The Town of Malone Unit 6858 -00 of Franklin County Local 817 of the Civil Service Employees Association, Local 1000 of the American Federation of State, County and Municipal Employees and American Federation of Labor-Congress of Industrial Organizations adopted the policy on April 9, 1998.
It states no one assigned to a safety-sensitive job, including heavy-equipment operators, “shall report to work unfit for duty at the beginning of a shift or upon return from any break, lunch or rest period as a result of consuming alcohol, illegal drugs or other intoxicant.”
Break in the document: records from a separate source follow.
pub mod assembly;
pub mod audit;
pub mod discovery;
pub mod error;
pub mod glob;
pub mod options;
pub mod ordering;
pub mod paths;
pub mod placeholder;
pub mod scanner;
pub mod sort_config;
pub mod title;
pub mod xref;

pub use assembly::{ContentBlock, ResolveRequest, count_lines, resolve_directive};
pub use audit::append_audit_log;
pub use discovery::{filter_current_file, find_files, find_files_filtered};
pub use error::DynincludeError;
pub use glob::convert_glob_to_regex;
pub use options::{AttributeSource, DEFAULT_LEVEL_OFFSET_SHIFTING, IncludeOptions};
pub use ordering::{PathComparator, alphanum_compare, sort_files};
pub use placeholder::{AttributeGetter, replace_placeholders};
pub use scanner::{Span, next_span};
pub use sort_config::{Order, SORT_CONFIG_FILE, SortConfig, SortConfigLoad, load_sort_config};
pub use title::{
    FileRecord, TitleMatch, TitleType, calculate_offset, compute_title_id, compute_title_matches,
    create_file_record, resolve_anchor_collisions,
};
pub use xref::{
    XrefKind, XrefOccurrence, find_next_angle_bracket, find_next_inline,
    replace_angle_bracket_xrefs, replace_inline_xrefs, resolve_xref, rewrite_xrefs,
    xref_to_string,
};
Item 5 under “employee responsibilities” states that if it can be proven that an employee’s use of alcohol, drugs or another intoxicant contributed to a work-related accident, the person can face discipline, including being fired.
TESTED AFTER CRASH
The December 2008 crash occurred on Duane Road near the intersection with Bull Run Road about 8 a.m., where Shanty had stopped the snowplow.
Cody Lader, 20, of Norwood was driving north behind him, saw the plow stopped in the road and tried to brake. But the snowy pavement caused his Jeep to slide into the rear of the plow, according to a report made by Malone-based State Police.
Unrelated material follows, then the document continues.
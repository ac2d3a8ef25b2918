use std::process::ExitCode;

fn main() -> ExitCode {
    dyninclude_cli::run()
}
No one was hurt. Lader was ticketed for failure to reduce speed for a special hazard; Shanty was not ticketed.
Shanty underwent a mandatory drug test following the crash.
CONTACT CHANGED
The town uses the Jefferson-Lewis-Hamilton-Herkimer-Oneida Board of Cooperative Educational Services in Watertown for its drug-test reporting since it is a federally approved site.
The agency keeps on file paperwork designating to whom the test results go.
Maneely and Livernois had been listed as the contacts on the application, but Maneely said that when he called BOCES in mid-August to check on Shanty’s December test results, “they said they couldn’t talk to me. They said I couldn’t find out because I wasn’t on the list. That’s how I found out I’d been removed from the list.”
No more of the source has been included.